Milton line "Him that yon soars on golden wing"), which suggested that a

further distance than that. You could talk about this hat, and yon hat. Today the

word survives a colloquial adjective, yonder, but our speech is fractionally

impoverished for its loss. Similarly Shakespeare in The Two Gentlemen of

Verona was able to make a distinction between hair and hairs that is effectively

lost to us today when he wrote, "Shee hath more haire than wit, and more faults

than hairs."

( Other languages possess even further degrees of thatness. As Pei notes, "The

Cree Indian language has a special that [for] things just gone out of sight, while

Ilocano, a tongue of the Philippines, has three words for this referring to a visible

object, a fourth for things not in view and a fifth for things that no longer exist.")

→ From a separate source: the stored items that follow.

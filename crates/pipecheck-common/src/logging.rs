//! Logging configuration and subscriber setup
//!
//! All PipeCheck binaries log through `tracing`. This module turns a
//! [`LogConfig`] (usually read from the environment) into a global subscriber
//! with a console layer, a daily-rotated file layer, or both, rendered as
//! human-readable text or JSON.
//!
//! Log with fields rather than interpolated strings so JSON output stays
//! queryable:
//!
//! ```rust
//! use tracing::warn;
//!
//! # let run_id = "7f1c";
//! # let row_index = 4;
//! warn!(%run_id, row_index, code = "VALIDATION_ERROR", "Row rejected");
//! ```
//!
//! # Example
//!
//! ```no_run
//! use pipecheck_common::logging::{init_logging, LogConfig};
//!
//! fn main() -> anyhow::Result<()> {
//!     let config = LogConfig::from_env()?;
//!     let _guard = init_logging(&config)?;
//!     tracing::info!("PipeCheck started");
//!     Ok(())
//! }
//! ```

use anyhow::{Context, Result};
use serde::{Deserialize, Serialize};
use std::path::PathBuf;
use tracing::Level;
use tracing_appender::non_blocking::WorkerGuard;
use tracing_subscriber::{
    fmt, layer::SubscriberExt, util::SubscriberInitExt, EnvFilter, Layer, Registry,
};

type BoxedLayer = Box<dyn Layer<Registry> + Send + Sync>;

/// Minimum level of events that are recorded
#[derive(Debug, Clone, Copy, PartialEq, Eq, Serialize, Deserialize, Default)]
#[serde(rename_all = "lowercase")]
pub enum LogLevel {
    Trace,
    Debug,
    #[default]
    Info,
    Warn,
    Error,
}

impl LogLevel {
    pub fn as_tracing_level(self) -> Level {
        match self {
            LogLevel::Trace => Level::TRACE,
            LogLevel::Debug => Level::DEBUG,
            LogLevel::Info => Level::INFO,
            LogLevel::Warn => Level::WARN,
            LogLevel::Error => Level::ERROR,
        }
    }
}

impl std::str::FromStr for LogLevel {
    type Err = anyhow::Error;

    fn from_str(s: &str) -> std::result::Result<Self, Self::Err> {
        match s.trim().to_lowercase().as_str() {
            "trace" => Ok(LogLevel::Trace),
            "debug" => Ok(LogLevel::Debug),
            "info" => Ok(LogLevel::Info),
            "warn" | "warning" => Ok(LogLevel::Warn),
            "error" => Ok(LogLevel::Error),
            other => Err(anyhow::anyhow!("Invalid log level: {}", other)),
        }
    }
}

/// Where log lines are written
#[derive(Debug, Clone, Copy, PartialEq, Eq, Serialize, Deserialize, Default)]
#[serde(rename_all = "lowercase")]
pub enum LogOutput {
    /// Standard error, keeping stdout free for command output
    #[default]
    Console,
    File,
    Both,
}

impl LogOutput {
    fn console(self) -> bool {
        matches!(self, LogOutput::Console | LogOutput::Both)
    }

    fn file(self) -> bool {
        matches!(self, LogOutput::File | LogOutput::Both)
    }
}

impl std::str::FromStr for LogOutput {
    type Err = anyhow::Error;

    fn from_str(s: &str) -> std::result::Result<Self, Self::Err> {
        match s.trim().to_lowercase().as_str() {
            "console" | "stderr" => Ok(LogOutput::Console),
            "file" => Ok(LogOutput::File),
            "both" | "all" => Ok(LogOutput::Both),
            other => Err(anyhow::anyhow!("Invalid log output: {}", other)),
        }
    }
}

/// Rendering of each log line
#[derive(Debug, Clone, Copy, PartialEq, Eq, Serialize, Deserialize, Default)]
#[serde(rename_all = "lowercase")]
pub enum LogFormat {
    #[default]
    Text,
    Json,
}

impl std::str::FromStr for LogFormat {
    type Err = anyhow::Error;

    fn from_str(s: &str) -> std::result::Result<Self, Self::Err> {
        match s.trim().to_lowercase().as_str() {
            "text" | "pretty" => Ok(LogFormat::Text),
            "json" => Ok(LogFormat::Json),
            other => Err(anyhow::anyhow!("Invalid log format: {}", other)),
        }
    }
}

/// Logging configuration
#[derive(Debug, Clone, Serialize, Deserialize)]
pub struct LogConfig {
    pub level: LogLevel,
    pub output: LogOutput,
    pub format: LogFormat,
    /// Directory for rotated log files
    pub log_dir: PathBuf,
    /// File name prefix, e.g. "pipecheck" -> "pipecheck.2026-01-18"
    pub log_file_prefix: String,
    /// Extra directives such as "sqlx=warn,pipecheck_ingest=debug"
    pub filter_directives: Option<String>,
    pub include_location: bool,
}

impl Default for LogConfig {
    fn default() -> Self {
        Self {
            level: LogLevel::Info,
            output: LogOutput::Console,
            format: LogFormat::Text,
            log_dir: PathBuf::from("./logs"),
            log_file_prefix: "pipecheck".to_string(),
            filter_directives: None,
            include_location: false,
        }
    }
}

impl LogConfig {
    /// Overlay environment variables on top of `self`
    ///
    /// Reads `LOG_LEVEL`, `LOG_OUTPUT`, `LOG_FORMAT`, `LOG_DIR`,
    /// `LOG_FILE_PREFIX`, `LOG_FILTER` and `LOG_INCLUDE_LOCATION`.
    pub fn merge_env(mut self) -> Result<Self> {
        if let Ok(level) = std::env::var("LOG_LEVEL") {
            self.level = level.parse()?;
        }
        if let Ok(output) = std::env::var("LOG_OUTPUT") {
            self.output = output.parse()?;
        }
        if let Ok(format) = std::env::var("LOG_FORMAT") {
            self.format = format.parse()?;
        }
        if let Ok(dir) = std::env::var("LOG_DIR") {
            self.log_dir = PathBuf::from(dir);
        }
        if let Ok(prefix) = std::env::var("LOG_FILE_PREFIX") {
            self.log_file_prefix = prefix;
        }
        if let Ok(filter) = std::env::var("LOG_FILTER") {
            self.filter_directives = Some(filter);
        }
        if let Ok(value) = std::env::var("LOG_INCLUDE_LOCATION") {
            self.include_location = value.parse().unwrap_or(false);
        }
        Ok(self)
    }

    /// Defaults overlaid with the environment
    pub fn from_env() -> Result<Self> {
        Self::default().merge_env()
    }

    pub fn builder() -> LogConfigBuilder {
        LogConfigBuilder::default()
    }

    fn env_filter(&self) -> Result<EnvFilter> {
        let mut filter = EnvFilter::builder()
            .with_default_directive(self.level.as_tracing_level().into())
            .parse_lossy("");

        if let Some(directives) = &self.filter_directives {
            for directive in directives.split(',').filter(|d| !d.trim().is_empty()) {
                filter = filter.add_directive(
                    directive
                        .trim()
                        .parse()
                        .with_context(|| format!("Invalid filter directive '{}'", directive))?,
                );
            }
        }

        Ok(filter)
    }
}

/// Fluent builder for [`LogConfig`]
#[derive(Default)]
pub struct LogConfigBuilder {
    config: LogConfig,
}

impl LogConfigBuilder {
    pub fn level(mut self, level: LogLevel) -> Self {
        self.config.level = level;
        self
    }

    pub fn output(mut self, output: LogOutput) -> Self {
        self.config.output = output;
        self
    }

    pub fn format(mut self, format: LogFormat) -> Self {
        self.config.format = format;
        self
    }

    pub fn log_dir(mut self, dir: impl Into<PathBuf>) -> Self {
        self.config.log_dir = dir.into();
        self
    }

    pub fn log_file_prefix(mut self, prefix: impl Into<String>) -> Self {
        self.config.log_file_prefix = prefix.into();
        self
    }

    pub fn filter_directives(mut self, filter: impl Into<String>) -> Self {
        self.config.filter_directives = Some(filter.into());
        self
    }

    pub fn include_location(mut self, include: bool) -> Self {
        self.config.include_location = include;
        self
    }

    pub fn build(self) -> LogConfig {
        self.config
    }
}

/// Keeps the background file writer alive; drop it only at shutdown
#[must_use = "dropping the guard stops file logging"]
pub struct LoggingGuard {
    _file_writer: Option<WorkerGuard>,
}

/// Install the global subscriber described by `config`
///
/// Fails if a global subscriber is already installed.
pub fn init_logging(config: &LogConfig) -> Result<LoggingGuard> {
    let mut layers: Vec<BoxedLayer> = Vec::new();
    let mut file_writer = None;

    if config.output.console() {
        layers.push(build_layer(config, std::io::stderr, true));
    }

    if config.output.file() {
        std::fs::create_dir_all(&config.log_dir).with_context(|| {
            format!("Failed to create log directory {}", config.log_dir.display())
        })?;
        let appender = tracing_appender::rolling::daily(&config.log_dir, &config.log_file_prefix);
        let (writer, guard) = tracing_appender::non_blocking(appender);
        layers.push(build_layer(config, writer, false));
        file_writer = Some(guard);
    }

    tracing_subscriber::registry()
        .with(layers.with_filter(config.env_filter()?))
        .try_init()
        .context("A global tracing subscriber is already installed")?;

    Ok(LoggingGuard {
        _file_writer: file_writer,
    })
}

fn build_layer<W>(config: &LogConfig, writer: W, ansi: bool) -> BoxedLayer
where
    W: for<'w> fmt::MakeWriter<'w> + Send + Sync + 'static,
{
    let layer = fmt::layer()
        .with_writer(writer)
        .with_ansi(ansi)
        .with_file(config.include_location)
        .with_line_number(config.include_location);

    match config.format {
        LogFormat::Text => layer.boxed(),
        LogFormat::Json => layer.json().boxed(),
    }
}
//! File ingestion entry points
//!
//! [`Ingestor`] carries the store, the repair engine and the configuration for
//! a whole ingestion: file hashing and duplicate detection, run bookkeeping,
//! format detection, parsing, and the batched commit of rows.

use pipecheck_common::checksum::sha256_hex;
use std::path::Path;
use std::sync::Arc;
use tracing::{info, instrument, warn};

use crate::config::PipelineConfig;
use crate::coordinator::BatchCoordinator;
use crate::error::{IngestError, IngestResult, StoreError};
use crate::format::detect;
use crate::reader::read_table;
use crate::repair::{rate_limiter, repairer_from_config, RepairEngine};
use crate::run::{Run, RunCounters, RunTransition};
use crate::store::RecordStore;

/// Outcome of an ingestion request
#[derive(Debug, Clone, PartialEq)]
pub enum IngestReport {
    /// A run was created and driven to a terminal state
    Processed(Run),
    /// The same bytes were ingested before; no run was created
    DuplicateFile { existing: Run },
}

impl IngestReport {
    pub fn run(&self) -> &Run {
        match self {
            IngestReport::Processed(run) => run,
            IngestReport::DuplicateFile { existing } => existing,
        }
    }

    pub fn is_duplicate(&self) -> bool {
        matches!(self, IngestReport::DuplicateFile { .. })
    }
}

/// Ingestion context
pub struct Ingestor {
    store: Arc<dyn RecordStore>,
    engine: RepairEngine,
    config: PipelineConfig,
}

impl Ingestor {
    pub fn new(store: Arc<dyn RecordStore>, engine: RepairEngine, config: PipelineConfig) -> Self {
        Self {
            store,
            engine,
            config,
        }
    }

    /// Build the repair engine from the AI and validation settings
    ///
    /// Every run through this ingestor draws AI requests from one limiter.
    pub fn from_config(store: Arc<dyn RecordStore>, config: PipelineConfig) -> IngestResult<Self> {
        let limiter = rate_limiter(config.ai.requests_per_minute);
        let repairer = repairer_from_config(&config.ai, limiter)
            .map_err(|e| IngestError::Config(e.to_string()))?;
        let engine = RepairEngine::new(repairer, config.validation_mode);
        Ok(Self::new(store, engine, config))
    }

    pub fn store(&self) -> &Arc<dyn RecordStore> {
        &self.store
    }

    pub fn config(&self) -> &PipelineConfig {
        &self.config
    }

    /// Ingest a file from disk
    pub async fn ingest_file(&self, path: impl AsRef<Path>) -> IngestResult<IngestReport> {
        let path = path.as_ref();
        let bytes = tokio::fs::read(path).await?;
        let filename = path
            .file_name()
            .map(|name| name.to_string_lossy().into_owned())
            .unwrap_or_else(|| path.display().to_string());

        self.ingest_bytes(&filename, &bytes).await
    }

    /// Ingest file contents
    ///
    /// Row-level and pre-row failures end in a terminal run that is returned
    /// in the report. An error is returned only when the run itself could not
    /// be recorded.
    #[instrument(skip(self, bytes), fields(size = bytes.len()))]
    pub async fn ingest_bytes(&self, filename: &str, bytes: &[u8]) -> IngestResult<IngestReport> {
        let file_hash = sha256_hex(bytes);

        if let Some(existing) = self.store.find_run_by_file_hash(&file_hash).await? {
            info!(run_id = %existing.id, file_hash = %file_hash, "Duplicate file, skipping");
            return Ok(IngestReport::DuplicateFile { existing });
        }

        let mut run = Run::new(filename, file_hash);
        match self.store.create_run(&run).await {
            Ok(()) => {}
            Err(StoreError::Conflict(message)) => {
                // Another request created a run for the same bytes in between
                return match self.store.find_run_by_file_hash(&run.file_hash).await? {
                    Some(existing) => Ok(IngestReport::DuplicateFile { existing }),
                    None => Err(StoreError::Conflict(message).into()),
                };
            }
            Err(e) => return Err(e.into()),
        }

        run.transition(RunTransition::Start)?;
        self.store.update_run(&run).await?;
        info!(run_id = %run.id, filename, "Run started");

        match self.execute(&mut run, bytes).await {
            Ok(totals) => {
                run.transition(RunTransition::Complete(totals))?;
                info!(
                    run_id = %run.id,
                    status = %run.status,
                    total = totals.total,
                    inserted = totals.inserted,
                    updated = totals.updated,
                    skipped = totals.skipped,
                    rejected = totals.rejected,
                    "Run finished"
                );
            }
            Err(e) => {
                warn!(run_id = %run.id, pre_row = e.is_pre_row(), error = %e, "Run failed");
                run.transition(RunTransition::Fail {
                    message: e.to_string(),
                })?;
            }
        }

        self.store.update_run(&run).await?;
        Ok(IngestReport::Processed(run))
    }

    /// Detect, parse and commit all rows of a started run
    async fn execute(&self, run: &mut Run, bytes: &[u8]) -> IngestResult<RunCounters> {
        let format = detect(bytes, &self.config.format)?;
        let table = read_table(bytes, &format)?;

        info!(
            run_id = %run.id,
            encoding = %format.encoding,
            delimiter = %char::from(format.delimiter).escape_default(),
            rows = table.len(),
            malformed_lines = table.malformed_lines,
            dropped_lines = table.dropped_lines,
            "File parsed"
        );

        let coordinator =
            BatchCoordinator::new(self.store.as_ref(), &self.engine, self.config.batch_size);
        coordinator.process(run, &table.headers, table.rows).await
    }
}

impl std::fmt::Debug for Ingestor {
    fn fmt(&self, f: &mut std::fmt::Formatter<'_>) -> std::fmt::Result {
        f.debug_struct("Ingestor")
            .field("engine", &self.engine)
            .field("batch_size", &self.config.batch_size)
            .finish()
    }
}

Some of the changes since Shakespeare's time are obvious. Thee and thou had already begun a long decline (though they still exist in some dialects of northern England). Originally thou was to you as in French tu is to vous.

Thou signified either close familiarity or social inferiority, while you was the mroe impersonal

and general term. In European languages to this day choosing between the two

forms can present a very real social agony. As Jespersen, a Dane who appreciated these things, put it: "English has thus attained the only manner of address worthy of a nation that respects the elementary rights of each individual."